| DATA TO PROCESS |
◆ ◆ ◆ ◆

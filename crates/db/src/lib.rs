//! sprechraum-db – Persistenz-Schicht
//!
//! Dieses Crate stellt den Persistenz-Adapter bereit, den die Relay-Engine
//! fuer Identitaeten, Raeume, Chatverlauf, Bans und Privilege-Keys nutzt.
//! Die Engine sieht nur das Trait-Objekt `dyn Persistenz`; `SqliteDb` ist
//! die einzige mitgelieferte Implementierung.
//!
//! Zusaetzlich: idempotenter Bootstrap beim Start und Sicherungen via
//! `VACUUM INTO`.

pub mod error;
pub mod models;
pub mod repository;
pub mod sqlite;

pub use error::DbError;
pub use repository::{
    BanRepository, DatabaseConfig, DbResult, IdentityRepository, MessageRepository, Persistenz,
    PrivilegeKeyRepository, RoomRepository,
};
pub use sqlite::SqliteDb;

◆ ◆ ◆ ◆

| PROBLEM TO SOLVE |
Exactly the lines from the one containing "pub mod sqlite;" to the final line of the data, both included, should be printed, and nothing more.

| YOUR SOLUTION |
pub mod sqlite;

pub use error::DbError;
pub use repository::{
    BanRepository, DatabaseConfig, DbResult, IdentityRepository, MessageRepository, Persistenz,
    PrivilegeKeyRepository, RoomRepository,
};
pub use sqlite::SqliteDb;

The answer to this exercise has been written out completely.